DATA UNDER STUDY Block Start
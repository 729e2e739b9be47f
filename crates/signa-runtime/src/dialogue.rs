//! Dialogue practice scripts
//!
//! A scripted conversation alternates AI lines with lines the learner must
//! sign. A cursor walks the script; each user line names the lesson whose
//! gesture answers it.

use serde::{Deserialize, Serialize};
use signa_core::{LessonId, SignaResult};

use crate::EngineHandle;

#[derive(Debug, Clone, Copy, PartialEq, Eq, Serialize, Deserialize)]
pub enum Speaker {
    #[serde(rename = "AI")]
    Ai,
    User,
}

/// One line of a script
#[derive(Debug, Clone, PartialEq, Serialize, Deserialize)]
pub struct DialogueLine {
    pub speaker: Speaker,
    pub text: String,
    #[serde(default)]
    pub target_lesson_id: Option<u32>,
}

impl DialogueLine {
    /// Lesson to sign, for user lines that carry one
    pub fn target_lesson(&self) -> Option<LessonId> {
        match self.speaker {
            Speaker::User => self.target_lesson_id.map(LessonId::new),
            Speaker::Ai => None,
        }
    }
}

/// A situation and its scripted conversation
#[derive(Debug, Clone, PartialEq, Default, Serialize, Deserialize)]
pub struct DialogueScript {
    #[serde(default)]
    pub situation: String,
    #[serde(default)]
    pub image_url: Option<String>,
    pub dialogue: Vec<DialogueLine>,
}

impl DialogueScript {
    pub fn from_json(raw: &str) -> serde_json::Result<Self> {
        serde_json::from_str(raw)
    }

    /// Lessons practiced by the script, in order of appearance
    pub fn lessons(&self) -> Vec<LessonId> {
        self.dialogue.iter().filter_map(|l| l.target_lesson()).collect()
    }
}

/// Result of advancing a cursor
#[derive(Debug, Clone, PartialEq)]
pub enum DialogueStep {
    /// Moved to the next line
    Next(DialogueLine),
    /// The script has ended
    Complete,
}

/// Position in a script
#[derive(Debug, Clone)]
pub struct DialogueCursor {
    script: DialogueScript,
    index: usize,
    completed: bool,
}

impl DialogueCursor {
    pub fn new(script: DialogueScript) -> Self {
        let completed = script.dialogue.is_empty();
        Self {
            script,
            index: 0,
            completed,
        }
    }

    pub fn script(&self) -> &DialogueScript {
        &self.script
    }

    pub fn index(&self) -> usize {
        self.index
    }

    pub fn current(&self) -> Option<&DialogueLine> {
        if self.completed {
            return None;
        }
        self.script.dialogue.get(self.index)
    }

    /// The current line is the learner's turn
    pub fn awaiting_user(&self) -> bool {
        self.current().map(|l| l.speaker == Speaker::User).unwrap_or(false)
    }

    /// Lesson the learner must sign now
    pub fn target_lesson(&self) -> Option<LessonId> {
        self.current().and_then(DialogueLine::target_lesson)
    }

    pub fn is_complete(&self) -> bool {
        self.completed
    }

    /// Move to the next line (after success, skip, or an AI line)
    pub fn advance(&mut self) -> DialogueStep {
        if self.completed {
            return DialogueStep::Complete;
        }
        let next = self.index + 1;
        match self.script.dialogue.get(next) {
            Some(line) => {
                self.index = next;
                DialogueStep::Next(line.clone())
            }
            None => {
                self.completed = true;
                DialogueStep::Complete
            }
        }
    }

    /// Advance and point the engine at the next user line's lesson.
    ///
    /// The engine is paused on every step; the caller restarts checking
    /// once the learner is ready.
    pub fn advance_engine(&mut self, engine: &EngineHandle) -> SignaResult<DialogueStep> {
        let step = self.advance();
        engine.pause()?;
        if let Some(lesson) = self.target_lesson() {
            engine.set_lesson(lesson.to_string())?;
        }
        Ok(step)
    }
}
DATA UNDER STUDY Block End
* ASSIGNMENT *
Copy the lines of the data above exactly as written, beginning with the line containing "Moved to the next line" and ending with the line containing "must sign now", and leave out all other lines.

* RESULT FOR THIS EXERCISE *
    /// Moved to the next line
    Next(DialogueLine),
    /// The script has ended
    Complete,
}

/// Position in a script
#[derive(Debug, Clone)]
pub struct DialogueCursor {
    script: DialogueScript,
    index: usize,
    completed: bool,
}

impl DialogueCursor {
    pub fn new(script: DialogueScript) -> Self {
        let completed = script.dialogue.is_empty();
        Self {
            script,
            index: 0,
            completed,
        }
    }

    pub fn script(&self) -> &DialogueScript {
        &self.script
    }

    pub fn index(&self) -> usize {
        self.index
    }

    pub fn current(&self) -> Option<&DialogueLine> {
        if self.completed {
            return None;
        }
        self.script.dialogue.get(self.index)
    }

    /// The current line is the learner's turn
    pub fn awaiting_user(&self) -> bool {
        self.current().map(|l| l.speaker == Speaker::User).unwrap_or(false)
    }

    /// Lesson the learner must sign now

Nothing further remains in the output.